SA Rugby must make the Currie Cup an eight-week tournament that doesn’t clash with the Vodacom URC, writes SIMON BORCHARDT.
I’ve made peace with the fact that the Currie Cup will never again be the competition I grew up watching.
The 1995 tournament will always stand out for me. Taking place in the warm afterglow of the Springboks’ World Cup win, six full-strength provincial teams – including all the Boks – played fiercely competitive home and away matches against each other, before the top two on the log progressed to the final.
Natal beat Western Province 25-17 in front of a capacity crowd at Kings Park – despite the wet weather – and Gary Teichmann lifted the famous golden trophy. He did so again a year later after his side beat Transvaal in another enthralling, full-strength final at a packed Ellis Park.
Those days are long gone. The Springboks haven’t featured in the Currie Cup at all for years, while South Africa’s URC franchises rightly prioritise that competition and the Champions/Challenge Cup.
With those tournaments clashing with the Currie Cup, the Bulls, Lions, Sharks and Western Province are often forced to play B or C teams at domestic level, so no one should have been surprised when Griquas and the Pumas met in the 2022 final, or when the Cheetahs and Pumas contested the 2023 decider.
Earlier this year, SA Rugby formed a committee to make recommendations to its general council about the way forward for the Currie Cup. They’ve basically got two options – leave things as they are and the Currie Cup continues to be a low-interest development tournament akin to the old Vodacom Cup, or enable the Currie Cup to become a better competition that more people want to watch.
To achieve the latter, SA Rugby must give the eight-team Currie Cup its own slot in the rugby calendar so that it doesn’t clash with the URC.
The simplest way to do this is to start the Currie Cup straight after the URC, with a single round of league matches followed by a final (no semi-finals). That eight-week tournament could be played in June and July, and with the URC only starting in mid-September, non-Springbok URC players would be available for most of the Currie Cup (depending on their season workloads).
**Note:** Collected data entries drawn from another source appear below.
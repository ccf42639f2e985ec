//! An in-memory JSON document model.
//!
//! This crate provides the triad of a mutable [`Value`] tree, a strict
//! recursive-descent [`parse`] function that builds such trees from text
//! while enforcing the full JSON grammar (including the numeric and Unicode
//! edge cases), and a compact [`stringify`] serializer that inverts it.
//!
//! # Examples
//!
//! ```rust
//! use jsondom::{json, parse, stringify};
//!
//! let value = parse(r#"{"language": "JSON", "level": [1, 2, 3]}"#)?;
//! assert_eq!(value["language"], json!("JSON"));
//! assert_eq!(value["level"][2], json!(3));
//! assert_eq!(stringify(&value), r#"{"language":"JSON","level":[1,2,3]}"#);
//! # Ok::<(), jsondom::ParseError>(())
//! ```
//!
//! Malformed input is rejected with a deterministic [`ParseError`] and no
//! partially built tree:
//!
//! ```rust
//! use jsondom::{parse, ParseError};
//!
//! assert_eq!(parse("[1,2,]"), Err(ParseError::MissCommaOrSquareBracket));
//! ```

#![no_std]
#![allow(missing_docs)]
extern crate alloc;

#[cfg(test)]
extern crate std;

mod array;
mod error;
mod object;
mod options;
mod parser;
mod storage;
mod stringify;
mod value;

mod macros;

#[cfg(feature = "serde")]
mod de;
#[cfg(feature = "serde")]
mod ser;

#[cfg(test)]
mod tests;

pub use array::Array;
pub use error::ParseError;
pub use object::{Member, Object};
pub use options::ParseOptions;
pub use parser::{parse, parse_with_options};
pub use stringify::stringify;
pub use value::{Value, ValueKind};

#[doc(hidden)]
pub use alloc::vec;
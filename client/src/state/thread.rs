//! Message thread controller: the open chat's message list.
//!
//! DESIGN
//! ======
//! The server list is the source of truth. Sends append an optimistic
//! entry, call the server, then reload the whole thread; the reload
//! replaces the local list. Each optimistic entry moves through
//! `Pending -> Confirmed | RolledBack`.
//!
//! Methods take `&self`. State sits behind a `std::sync::Mutex` that is
//! never held across an `.await`, so concurrent triggers interleave the way
//! UI events do. A busy flag (open-in-progress or send-in-progress) drops
//! re-entrant sends instead of queuing them.
//!
//! Every load is tagged with a monotonic sequence number and a response is
//! applied only if no newer load was issued after it. Opens also carry a
//! cancellation token: opening another chat cancels the stale open before
//! the new request starts.

use std::sync::{Arc, Mutex, MutexGuard};

use tokio_util::sync::CancellationToken;
use tracing::{debug, error, info, warn};

use crate::net::api::ChatApi;
use crate::net::types::{ApiError, Chat, Message};
use crate::util::timestamp;

// =============================================================================
// TYPES
// =============================================================================

#[derive(Debug, thiserror::Error)]
pub enum ThreadError {
    #[error(transparent)]
    Api(#[from] ApiError),
    #[error("no message {0} in the open chat")]
    UnknownMessage(String),
}

/// Lifecycle of a displayed entry.
#[derive(Debug, Clone, Copy, PartialEq, Eq)]
pub enum Delivery {
    Pending,
    Confirmed,
    RolledBack,
}

/// Client-side projection of a message.
#[derive(Debug, Clone, PartialEq, Eq)]
pub struct LocalMessage {
    /// Server id, or `temp-<n>` / `upload-<n>` for optimistic entries.
    pub id: String,
    pub text: String,
    pub is_user: bool,
    pub timestamp: String,
    pub path: Option<String>,
    /// Local file name for attachment entries.
    pub file: Option<String>,
    pub delivery: Delivery,
}

impl LocalMessage {
    fn from_server(message: &Message) -> Self {
        Self {
            id: message.id.clone(),
            text: message.message.clone(),
            // The chat service only stores user-authored entries.
            is_user: true,
            timestamp: timestamp::display_time(&message.created_at),
            path: message.path.clone(),
            file: None,
            delivery: Delivery::Confirmed,
        }
    }

    fn pending(id: String, text: String) -> Self {
        Self {
            id,
            text,
            is_user: true,
            timestamp: timestamp::now_time(),
            path: None,
            file: None,
            delivery: Delivery::Pending,
        }
    }
}

#[derive(Debug, Clone, PartialEq, Eq)]
pub enum OpenOutcome {
    /// No chat selected; the list was emptied.
    Cleared,
    /// The server list was applied.
    Loaded { count: usize },
    /// A newer load was issued while this one was in flight.
    Superseded,
    /// Another open cancelled this one.
    Cancelled,
}

#[derive(Debug, Clone, Copy, PartialEq, Eq)]
pub enum SkipReason {
    EmptyText,
    NoChat,
    Busy,
}

#[derive(Debug, Clone, PartialEq, Eq)]
pub enum SendOutcome {
    /// Nothing was sent and no state changed.
    Skipped(SkipReason),
    /// The server accepted the message. `applied` is false when the
    /// reconciliation reload lost to a newer load.
    Confirmed { local_id: String, count: usize, applied: bool },
}

#[derive(Debug, Default)]
struct ThreadState {
    chat_id: Option<String>,
    messages: Vec<LocalMessage>,
    reference: Option<String>,
    draft: String,
    /// Sequence of the open currently holding the busy flag.
    loading_seq: Option<u64>,
    sending: bool,
    latest_seq: u64,
    open_token: Option<CancellationToken>,
    next_local: u64,
}

impl ThreadState {
    fn is_busy(&self) -> bool {
        self.sending || self.loading_seq.is_some()
    }

    fn next_seq(&mut self) -> u64 {
        self.latest_seq += 1;
        self.latest_seq
    }

    fn next_local_id(&mut self, prefix: &str) -> String {
        self.next_local += 1;
        format!("{prefix}-{}", self.next_local)
    }

    fn finish_open(&mut self, seq: u64) {
        if self.loading_seq == Some(seq) {
            self.loading_seq = None;
            self.open_token = None;
        }
    }

    fn replace_from_server(&mut self, chat: &Chat) {
        self.messages = chat.messages.iter().map(LocalMessage::from_server).collect();
    }

    /// Remove an optimistic entry, returning it marked rolled back.
    fn roll_back(&mut self, local_id: &str) -> Option<LocalMessage> {
        let index = self.messages.iter().position(|m| m.id == local_id)?;
        let mut removed = self.messages.remove(index);
        removed.delivery = Delivery::RolledBack;
        Some(removed)
    }
}

// =============================================================================
// CONTROLLER
// =============================================================================

pub struct ThreadController {
    api: Arc<dyn ChatApi>,
    state: Mutex<ThreadState>,
}

impl ThreadController {
    #[must_use]
    pub fn new(api: Arc<dyn ChatApi>) -> Self {
        Self { api, state: Mutex::new(ThreadState::default()) }
    }

    fn lock(&self) -> MutexGuard<'_, ThreadState> {
        // A poisoned lock only means a panic elsewhere; the data is still usable.
        self.state.lock().unwrap_or_else(std::sync::PoisonError::into_inner)
    }

    #[must_use]
    pub fn messages(&self) -> Vec<LocalMessage> {
        self.lock().messages.clone()
    }

    #[must_use]
    pub fn chat_id(&self) -> Option<String> {
        self.lock().chat_id.clone()
    }

    #[must_use]
    pub fn reference(&self) -> Option<String> {
        self.lock().reference.clone()
    }

    #[must_use]
    pub fn is_busy(&self) -> bool {
        self.lock().is_busy()
    }

    #[must_use]
    pub fn draft(&self) -> String {
        self.lock().draft.clone()
    }

    pub fn set_draft(&self, text: &str) {
        text.clone_into(&mut self.lock().draft);
    }

    /// Attachment path of the newest message that carries one.
    #[must_use]
    pub fn latest_attachment(&self) -> Option<String> {
        self.lock().messages.iter().rev().find_map(|m| m.path.clone())
    }

    /// Open a chat and load its history, or clear the thread for `None`.
    ///
    /// # Errors
    ///
    /// Returns the transport error when the history fetch fails. The
    /// previously displayed list is left as it was.
    pub async fn open_chat(&self, chat_id: Option<&str>) -> Result<OpenOutcome, ThreadError> {
        let (seq, token, chat_id) = {
            let mut st = self.lock();
            if let Some(stale) = st.open_token.take() {
                stale.cancel();
            }
            let seq = st.next_seq();

            let Some(chat_id) = chat_id else {
                st.chat_id = None;
                st.reference = None;
                st.messages.clear();
                st.loading_seq = None;
                debug!("thread cleared");
                return Ok(OpenOutcome::Cleared);
            };

            if st.chat_id.as_deref() != Some(chat_id) {
                st.reference = None;
            }
            st.chat_id = Some(chat_id.to_owned());
            st.loading_seq = Some(seq);
            let token = CancellationToken::new();
            st.open_token = Some(token.clone());
            (seq, token, chat_id)
        };

        let result = tokio::select! {
            biased;
            () = token.cancelled() => {
                debug!(%seq, "open cancelled by a newer selection");
                return Ok(OpenOutcome::Cancelled);
            }
            result = self.api.get_by_id(chat_id) => result,
        };

        let mut st = self.lock();
        st.finish_open(seq);
        match result {
            Ok(chat) if seq == st.latest_seq => {
                st.replace_from_server(&chat);
                info!(chat_id = %chat.id, count = st.messages.len(), "thread loaded");
                Ok(OpenOutcome::Loaded { count: st.messages.len() })
            }
            Ok(_) => {
                debug!(%seq, latest = st.latest_seq, "discarding stale thread load");
                Ok(OpenOutcome::Superseded)
            }
            Err(e) => {
                error!(error = %e, "failed to load messages");
                Err(e.into())
            }
        }
    }

    /// Send the current draft.
    ///
    /// # Errors
    ///
    /// See [`ThreadController::send`].
    pub async fn send_draft(&self) -> Result<SendOutcome, ThreadError> {
        let draft = self.draft();
        self.send(&draft).await
    }

    /// Send `text` to the open chat, carrying the active reference.
    ///
    /// # Errors
    ///
    /// Returns the transport error if either the append or the
    /// reconciliation reload fails; the optimistic entry is removed first.
    pub async fn send(&self, text: &str) -> Result<SendOutcome, ThreadError> {
        if text.trim().is_empty() {
            return Ok(SendOutcome::Skipped(SkipReason::EmptyText));
        }

        let (chat_id, reference, local_id) = {
            let mut st = self.lock();
            let Some(chat_id) = st.chat_id.clone() else {
                return Ok(SendOutcome::Skipped(SkipReason::NoChat));
            };
            if st.is_busy() {
                debug!("send dropped: thread busy");
                return Ok(SendOutcome::Skipped(SkipReason::Busy));
            }
            st.sending = true;
            let local_id = st.next_local_id("temp");
            st.messages.push(LocalMessage::pending(local_id.clone(), text.to_owned()));
            st.draft.clear();
            (chat_id, st.reference.clone(), local_id)
        };

        if let Err(e) = self.api.append_message(&chat_id, reference.as_deref(), text).await {
            return Err(self.fail_send(&local_id, e));
        }

        let seq = self.lock().next_seq();
        let reloaded = self.api.get_by_id(&chat_id).await;

        let chat = match reloaded {
            Ok(chat) => chat,
            Err(e) => return Err(self.fail_send(&local_id, e)),
        };

        let mut st = self.lock();
        st.sending = false;
        if st.reference == reference {
            st.reference = None;
        }

        let current = seq == st.latest_seq && st.chat_id.as_deref() == Some(chat_id.as_str());
        if current {
            st.replace_from_server(&chat);
        } else if let Some(entry) = st.messages.iter_mut().find(|m| m.id == local_id) {
            entry.delivery = Delivery::Confirmed;
        }
        info!(%chat_id, applied = current, "message sent");
        Ok(SendOutcome::Confirmed { local_id, count: chat.messages.len(), applied: current })
    }

    fn fail_send(&self, local_id: &str, err: ApiError) -> ThreadError {
        let mut st = self.lock();
        st.sending = false;
        if let Some(entry) = st.roll_back(local_id) {
            debug!(id = %entry.id, delivery = ?entry.delivery, "optimistic entry removed");
        }
        error!(error = %err, "failed to send message");
        err.into()
    }

    /// Mark a confirmed message as the context reference for the next send.
    /// Returns the message's attachment path, if any.
    ///
    /// # Errors
    ///
    /// Returns `UnknownMessage` if no confirmed message has that id.
    pub fn select_reference(&self, message_id: &str) -> Result<Option<String>, ThreadError> {
        let mut st = self.lock();
        let path = st
            .messages
            .iter()
            .find(|m| m.id == message_id && m.delivery == Delivery::Confirmed)
            .map(|m| m.path.clone())
            .ok_or_else(|| ThreadError::UnknownMessage(message_id.to_owned()))?;
        st.reference = Some(message_id.to_owned());
        Ok(path)
    }

    pub fn clear_reference(&self) {
        self.lock().reference = None;
    }

    /// Append an optimistic "uploading" entry for a local file.
    /// Returns `None` (and changes nothing) when no chat is open or the
    /// thread is busy.
    #[must_use]
    pub fn begin_attachment(&self, file_name: &str) -> Option<String> {
        let mut st = self.lock();
        if st.chat_id.is_none() || st.is_busy() {
            return None;
        }
        st.sending = true;
        let id = st.next_local_id("upload");
        let mut entry = LocalMessage::pending(id.clone(), format!("Uploading file: {file_name}"));
        entry.file = Some(file_name.to_owned());
        st.messages.push(entry);
        Some(id)
    }

    /// Resolve an attachment entry started by [`ThreadController::begin_attachment`].
    pub fn finish_attachment(&self, local_id: &str, loaded: bool) {
        let mut st = self.lock();
        st.sending = false;
        if !loaded {
            if st.roll_back(local_id).is_some() {
                warn!(id = %local_id, "attachment rolled back");
            }
            return;
        }
        if let Some(entry) = st.messages.iter_mut().find(|m| m.id == local_id) {
            let name = entry.file.clone().unwrap_or_default();
            entry.text = format!("Uploaded file: {name}");
            entry.delivery = Delivery::Confirmed;
        }
    }
}

#[cfg(test)]
#[path = "thread_test.rs"]
mod thread_test;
Bulls president Willem Strauss told Rapport newspaper that ‘in an ideal world, a Currie Cup over a single round of matches would be the desired solution for the URC teams, but then one does a disservice to teams like the Cheetahs, Griquas and Pumas. You don’t want that.’
Those three teams (and no doubt the Griffons, too) want a double round of Currie Cup matches to give them a guaranteed 14 games a year, which is understandable. However, those additional seven fixtures could be found for them in another tournament played during the URC.
That tournament could be the Mzansi Challenge, which SA Rugby created this past season to provide the six First Division teams with more matches.
It got off to a rocky start with the controversial withdrawal of the Tel Aviv Heat’s invitation and there was more negative press when local teams objected to the San Clemente Rhinos’ decision to select up to 18 players from Pretoria club Naka Bulls in their match 23. But the Zimbabwean Goshawks, Kenyan Simbas and Namibia’s Welwitschias did bring something different to the local scene, and the Valke were given an opportunity to win their first silverware in 17 years.
SA Rugby may be considering scrapping the Mzansi Challenge after the challenges it presented, but I’d urge them to expand it. Bring in the Cheetahs, Pumas, Griquas and Griffons, and perhaps another, stronger, foreign team, like the Pampas who won the Vodacom Cup back in 2011. Each team would play each other once, with the top four qualifying for the semi-finals.
The Mzansi Challenge would run concurrently with the URC and be followed by a higher-quality Currie Cup that wouldn’t compete with any other club/franchise rugby during a two-month period.
SA Rugby has a golden opportunity to get its season structure right, once and for all, and restore some prestige to the Currie Cup in the process.
And if it doesn’t?
‘The Currie Cup will just be watered down more and more and die a quiet death,’ warned Sharks CEO Eduard Coetzee.